Além disso, a lei da palmada é uma intervenção do Estado no âmbito familiar, o que não deveria acontecer (nem na família, nem na economia, diga-se de passagem). Um pai e uma mãe devem ter o direito de criar seus filhos conforme sua cultura e religião. Obviamente, repetindo para deixar claro, os abusos não podem ser tolerados e devem ser punidos. Todavia, se não existir nenhum excesso ou violência (violência de verdade e não uma simples palmada) por parte dos responsáveis, o Estado não deve se intrometer. Engraçado que o Estado não faz sua parte bem feita no que tange educação infantil, como manter uma escola pública de qualidade, e ainda quer se meter na parte dos outros, nesse caso na educação que deve ser dada pela família à criança.

Para ser producente, o Estado deveria aumentar a pena nos crimes cometidos contra criança, melhorar o procedimento policial para que este seja mais adaptado e eficiente quando houver um abuso infantil e agilizar os procedimentos judiciais para que o processo, neste tipo de caso, fique mais célere e a punição ao infrator mais rápida. Mas, nossos governantes preferem fazer uma lei que não ajuda em nada o combate à violência infantil e ainda permite uma intervenção estatal no âmbito familiar. Um absurdo.

Por fim, a lei da palmada poderá encher ainda mais de processos nosso, já sobrecarregado, judiciário, fazendo um juiz decidir se uma palmada é uma agressão física ou não. Se nossa justiça já não tem condições de processar, de maneira célere, um homicídio (inclusive de crianças), justamente por estar bastante sobrecarregada, uma alta demanda de “processos da palmada” pode piorar o que já não é como deveria ser. É importante esclarecer que as medidas punitivas da nova lei serão aplicadas pelo Conselho Tutelar, mas, dependendo de como a lei for cumprida, parece bem provável que muitos casos irão parar no judiciário.

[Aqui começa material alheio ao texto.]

use crate::core::config::DatabaseConfig;
use sqlx::{postgres::PgPoolOptions, PgPool};
use std::time::Duration;

pub async fn create_pool(config: &DatabaseConfig) -> Result<PgPool, sqlx::Error> {
    PgPoolOptions::new()
        .max_connections(config.max_connections)
        .min_connections(config.min_connections)
        .acquire_timeout(Duration::from_secs(config.acquire_timeout_secs))
        .idle_timeout(Duration::from_secs(config.idle_timeout_secs))
        .max_lifetime(Duration::from_secs(config.max_lifetime_secs))
        .connect(&config.url)
        .await
}

/// Apply the embedded migrations in `./migrations`
pub async fn run_migrations(pool: &PgPool) -> Result<(), sqlx::migrate::MigrateError> {
    sqlx::migrate!("./migrations").run(pool).await
}
//! Named routes and reverse URL generation.
//!
//! Features register a name for each public route template when they are
//! bound, so handlers can build links (e.g. the `Location` header) without
//! knowing which feature owns the target route or how its path is shaped.

use std::collections::HashMap;

use thiserror::Error;

#[derive(Debug, Clone, PartialEq, Eq, Error)]
pub enum RouteError {
    #[error("route '{0}' is not registered")]
    UnknownRoute(String),

    #[error("route '{route}' requires parameter '{param}'")]
    MissingParam { route: String, param: String },

    #[error("route '{0}' has a malformed template")]
    MalformedTemplate(String),
}

/// Route name -> path template (`/chats/{chatID}`)
#[derive(Debug, Clone, Default)]
pub struct RouteRegistry {
    routes: HashMap<&'static str, &'static str>,
}

impl RouteRegistry {
    pub fn new() -> Self {
        Self::default()
    }

    /// Register (or replace) a named template
    pub fn register(&mut self, name: &'static str, template: &'static str) -> &mut Self {
        self.routes.insert(name, template);
        self
    }

    pub fn template(&self, name: &str) -> Option<&'static str> {
        self.routes.get(name).copied()
    }

    /// Build a path for the named route, substituting every `{param}`
    /// placeholder from `params`. Parameters not used by the template are
    /// ignored.
    pub fn url_for(&self, name: &str, params: &[(&str, &str)]) -> Result<String, RouteError> {
        let template = self
            .template(name)
            .ok_or_else(|| RouteError::UnknownRoute(name.to_string()))?;

        let mut url = String::with_capacity(template.len());
        let mut rest = template;

        while let Some(open) = rest.find('{') {
            url.push_str(&rest[..open]);
            let after = &rest[open + 1..];
            let close = after
                .find('}')
                .ok_or_else(|| RouteError::MalformedTemplate(name.to_string()))?;
            let param = &after[..close];
            if param.is_empty() || param.contains('{') {
                return Err(RouteError::MalformedTemplate(name.to_string()));
            }

            let value = params
                .iter()
                .find(|(key, _)| *key == param)
                .map(|(_, value)| *value)
                .ok_or_else(|| RouteError::MissingParam {
                    route: name.to_string(),
                    param: param.to_string(),
                })?;
            url.push_str(value);

            rest = &after[close + 1..];
        }

        if rest.contains('}') {
            return Err(RouteError::MalformedTemplate(name.to_string()));
        }
        url.push_str(rest);

        Ok(url)
    }
}
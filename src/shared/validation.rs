use validator::{ValidationErrors, ValidationErrorsKind};

use crate::shared::types::FieldError;

/// Flatten `validator` errors into a stable list of field/message pairs.
///
/// Field names are converted to camelCase so they match the JSON and path
/// parameter names clients send. Nested structs produce dotted paths
/// (`center.latitude`). The result is sorted by field, then message.
pub fn field_errors(errors: &ValidationErrors) -> Vec<FieldError> {
    let mut out = Vec::new();
    collect(errors, None, &mut out);
    out.sort_by(|a, b| a.field.cmp(&b.field).then_with(|| a.message.cmp(&b.message)));
    out
}

fn collect(errors: &ValidationErrors, prefix: Option<&str>, out: &mut Vec<FieldError>) {
    for (name, kind) in errors.errors() {
        let field = match prefix {
            Some(prefix) => format!("{}.{}", prefix, to_camel_case(name)),
            None => to_camel_case(name),
        };

        match kind {
            ValidationErrorsKind::Field(errs) => {
                for err in errs {
                    let message = err
                        .message
                        .as_ref()
                        .map(|m| m.to_string())
                        .unwrap_or_else(|| format!("{} is invalid ({})", field, err.code));
                    out.push(FieldError {
                        field: field.clone(),
                        message,
                    });
                }
            }
            ValidationErrorsKind::Struct(inner) => collect(inner, Some(&field), out),
            ValidationErrorsKind::List(items) => {
                for (index, inner) in items {
                    collect(inner, Some(&format!("{}[{}]", field, index)), out);
                }
            }
        }
    }
}

fn to_camel_case(name: &str) -> String {
    let mut out = String::with_capacity(name.len());
    let mut upper_next = false;
    for c in name.chars() {
        if c == '_' {
            upper_next = !out.is_empty();
        } else if upper_next {
            out.extend(c.to_uppercase());
            upper_next = false;
        } else {
            out.push(c);
        }
    }
    out
}
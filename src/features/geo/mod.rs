//! Geo points feature.
//!
//! Points are coordinates clients drop on the map; each new point gets a
//! default chat anchored to it. Points are looked up by bounding box.
//!
//! ## Endpoints
//!
//! | Method | Endpoint | Name | Description |
//! |--------|----------|------|-------------|
//! | POST | `/geo` | `post-geo` | Create a point and its default chat |
//! | GET | `/geo/{latitude},{longitude},{latitudeDelta},{longitudeDelta}` | `get-geo` | Points inside an area |

pub mod dtos;
pub mod handlers;
pub mod models;
pub mod routes;
pub mod services;

pub use services::GeoService;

Diante de tudo aqui abordado, fica claro que a lei da palmada não é a solução para os problemas das nossas crianças. Ela não irá alterar em nada o abuso infantil e, ainda, pode causar alguns transtornos ao judiciário e às pessoas que tiverem que se explicar (ou até serem obrigadas a se tratar!) por terem dado uma palmada educativa no filho. Mais uma lei que serve mais ao interesse de algumas pessoas do que ao bem da sociedade.

2 comentários:

  1. Quanto a burocratização da lei, concordo. Mas não entendo quando você fala "o abuso não pode ser tolerado". Posso bater, mas não posso abusar? Mas qual o limite e o que caracteriza o abuso. Não seria a mesma discussão? Educar conforme a cultura? Então você concorda que em algumas tribos africanas os homossexuais devem ser enforcados, pois é uma questão cultural que por consequência torna-se educacional? Você fala sobre a palmada educativa. Não seria o momento de evoluirmos socialmente, pois educar com a palmada é a mesma coisa que educarmos com métodos arcaicos? Acredito que qualquer forma de violência denota um incompetência educacional da parte do educando. Quando que você agride? No momento em que seus recursos se esgotaram. Quando você ergue a voz? No momento em que os argumentos se findam. Acredito que só teremos uma sociedade melhor a partir do momento em que quebrarmos o efeito "cascata" de estupidez - e digo em todos os âmbitos (educacional, ético, político).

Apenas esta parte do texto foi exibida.